Clearing of forests in reef catchment zone show Australia a global deforestation hotspot, campaigners say

New official data shows clearing of forests near and along the Great Barrier Reef continued despite Australian government pledges to protect the natural wonder, with at least 152,000 hectares felled in 2016-17 alone.
Forests covering 770,000ha – an area about three times the size of the Australian Capital Territory – in the reef catchment zone have been bulldozed over the past five years. The area cleared last year was larger in size than that covered by new re-growth.
Jessica Panegyres, a nature campaigner with the Wilderness Society, said it showed Australia should be considered a global deforestation hotspot on a par with the Amazon and Indonesia.
“The federal government has promised the world it is doing everything it can to protect the reef,” she said. “[It] has simply refused to act on deforestation, despite the major impacts on forests, wildlife, the reef and the climate.”
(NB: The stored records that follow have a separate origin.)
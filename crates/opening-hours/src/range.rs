//! Date ranges -- a start and end instant sharing one timezone.
//!
//! Comparing instants that carry different zones is legal in chrono but makes it
//! easy to mix up wall-clock values, so a [`DateRange`] insists that both bounds
//! use the same IANA zone. Ranges that need to be compared against each other
//! (containment, sorting) are compared as instants.

use std::cmp::Ordering;

use chrono::{DateTime, Duration};
use chrono_tz::Tz;

use crate::error::{RangeError, ValidationError};

/// How strictly [`DateRange::ensure_contains`] checks an inner range.
#[derive(Debug, Clone, Copy, PartialEq, Eq, Default)]
pub enum Containment {
    /// The inner range must lie entirely inside the outer range.
    #[default]
    Strict,
    /// The inner range only has to intersect the outer range.
    Partial,
}

/// An inclusive start and end instant in a single timezone, `start <= end`.
#[derive(Debug, Clone, Copy, PartialEq, Eq)]
pub struct DateRange {
    start: DateTime<Tz>,
    end: DateTime<Tz>,
}

impl DateRange {
    /// Create a range, validating that both bounds share a timezone and that
    /// `end` does not occur before `start`.
    ///
    /// # Errors
    /// Returns [`ValidationError::TimezoneMismatch`] if the zones differ.
    /// Returns [`ValidationError::EndBeforeStart`] if `end < start`.
    pub fn new(start: DateTime<Tz>, end: DateTime<Tz>) -> Result<Self, ValidationError> {
        if start.timezone() != end.timezone() {
            return Err(ValidationError::TimezoneMismatch {
                start: start.timezone(),
                end: end.timezone(),
            });
        }
        if end < start {
            return Err(ValidationError::EndBeforeStart { start, end });
        }
        Ok(Self { start, end })
    }

    /// Build a range from bounds the caller has already put in order.
    ///
    /// `end` is converted into the zone of `start`.
    pub(crate) fn from_ordered(start: DateTime<Tz>, end: DateTime<Tz>) -> Self {
        debug_assert!(start <= end, "from_ordered called with end before start");
        Self {
            start,
            end: end.with_timezone(&start.timezone()),
        }
    }

    pub fn start(&self) -> DateTime<Tz> {
        self.start
    }

    pub fn end(&self) -> DateTime<Tz> {
        self.end
    }

    /// The zone shared by both bounds.
    pub fn timezone(&self) -> Tz {
        self.start.timezone()
    }

    /// A copy of this range with a new start.
    ///
    /// # Errors
    /// Same as [`DateRange::new`].
    pub fn with_start(&self, start: DateTime<Tz>) -> Result<Self, ValidationError> {
        Self::new(start, self.end)
    }

    /// A copy of this range with a new end.
    ///
    /// # Errors
    /// Same as [`DateRange::new`].
    pub fn with_end(&self, end: DateTime<Tz>) -> Result<Self, ValidationError> {
        Self::new(self.start, end)
    }

    /// The same instants expressed in another zone.
    pub fn with_timezone(&self, tz: &Tz) -> Self {
        Self {
            start: self.start.with_timezone(tz),
            end: self.end.with_timezone(tz),
        }
    }

    pub fn duration(&self) -> Duration {
        self.end - self.start
    }

    pub fn is_empty(&self) -> bool {
        self.start == self.end
    }

    /// Check that `inner` lies within this range.
    ///
    /// In [`Containment::Strict`] mode the checks run in order: inner start
    /// before outer start, inner start after outer end, inner end after outer
    /// end. In [`Containment::Partial`] mode `inner` is accepted when
    /// `inner.end >= outer.start && inner.start < outer.end`.
    ///
    /// Identical ranges are always accepted in strict mode.
    ///
    /// # Errors
    /// Returns the [`RangeError`] variant naming the bound that failed.
    pub fn ensure_contains(&self, inner: &DateRange, mode: Containment) -> Result<(), RangeError> {
        match mode {
            Containment::Partial => {
                if inner.end < self.start || inner.start >= self.end {
                    return Err(RangeError::NoIntersection {
                        inner_start: inner.start,
                        inner_end: inner.end,
                        outer_start: self.start,
                        outer_end: self.end,
                    });
                }
            }
            Containment::Strict => {
                if inner.start < self.start {
                    return Err(RangeError::StartsBeforeOuter {
                        inner_start: inner.start,
                        outer_start: self.start,
                    });
                }
                if inner.start > self.end {
                    return Err(RangeError::StartsAfterOuter {
                        inner_start: inner.start,
                        outer_end: self.end,
                    });
                }
                // Inner end before outer start is impossible here: the first
                // check already rejected inner starts before outer start.
                if inner.end > self.end {
                    return Err(RangeError::EndsAfterOuter {
                        inner_end: inner.end,
                        outer_end: self.end,
                    });
                }
            }
        }
        Ok(())
    }

    /// Convenience wrapper over [`DateRange::ensure_contains`].
    pub fn contains(&self, inner: &DateRange, mode: Containment) -> bool {
        self.ensure_contains(inner, mode).is_ok()
    }

    /// The part of this range that lies inside `outer`, in this range's zone.
    ///
    /// # Errors
    /// Returns [`RangeError::NoIntersection`] when the ranges do not intersect.
    pub fn clamp_to(&self, outer: &DateRange) -> Result<Self, RangeError> {
        outer.ensure_contains(self, Containment::Partial)?;
        let start = self.start.max(outer.start.with_timezone(&self.timezone()));
        let end = self.end.min(outer.end.with_timezone(&self.timezone()));
        // A range touching the outer start at a single instant clamps to that
        // instant.
        Ok(Self::from_ordered(start, end.max(start)))
    }

    /// Comparator ordering ranges by start instant.
    pub fn cmp_start(a: &DateRange, b: &DateRange) -> Ordering {
        a.start.cmp(&b.start)
    }
}

impl AsRef<DateRange> for DateRange {
    fn as_ref(&self) -> &DateRange {
        self
    }
}

/// Sort anything carrying a [`DateRange`] by start instant.
///
/// The sort is stable: items with equal starts keep their relative order.
pub fn sort_by_start<T: AsRef<DateRange>>(items: &mut [T]) {
    items.sort_by(|a, b| DateRange::cmp_start(a.as_ref(), b.as_ref()));
}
The figures are included in the latest national greenhouse gas emissions accounts, which the government quietly released on Friday afternoon in the shadow of the AFL and NRL grand finals. They showed Australia’s emissions increased 1.3% in the year to March 2018, continuing a trend at odds with the government’s repeated claim it is on track to meet the target it set at the 2015 Paris climate conference.
Deforestation increases nutrient and sediment run-off on to the reef coast, hurting water quality, stimulating algae growth and at times smothering corals. The government has spent billions addressing poor water quality, considered second only to climate change as a threat to the reef.
The land-clearing data for 2016-17 is described as a projection and does not include part of the Fitzroy river region. It was released as the government postponed a decision on whether to allow a farmer to clear nearly 2,000ha of forest at Kingvale station on Cape York. The federal environment minister, Melissa Price, is considering an environment department recommendation that the clearing, approved at state level in 2013 under the former premier Campbell Newman, be allowed despite the presence of endangered species.
Scientific advice to the government suggests allowing the Kingvale clearing would likely increase sediment run-off on to the reef. A decision is now due by the end of October.
Land-clearing spiked in Queensland after the former Liberal National government relaxed laws preventing mass deforestation. The Palaszczuk Labor government passed new land-clearing laws to restore earlier protections in May, prompting protests from farmers who said they needed to manage vegetation to produce the food and fibre expected by consumers.
Legacy clearing permits remain for about 115,000ha. Panegyres said Price could block outstanding permits using national environmental laws that empower the minister to intervene if threatened species were at risk or an activity was likely to have a significant impact on the reef.
Price said state and territory governments were primarily responsible for regulating land-clearing. She said the government’s Reef 2050 plan, submitted to Unesco, was focused on improving the reef’s resilience to climate change by reducing local pressures.
“We know climate change is a big issue for the reef and this is why we have invested over $400m to help protect the reef through the Great Barrier Reef Foundation,” she said.
The minister said the emissions reduction fund, the central plank of Tony Abbott’s Direct Action climate policy, had incentivised a reduction in land-clearing. About $2.3bn of the $2.55bn taxpayer fund has been spent or committed. No new money has been allocated since 2014.
More than $1bn from the fund had been used to pay for tree-planting and habitat restoration. Analysis of government data earlier this year found those emissions savings would effectively be wiped out by little more than two years of deforestation elsewhere in the country.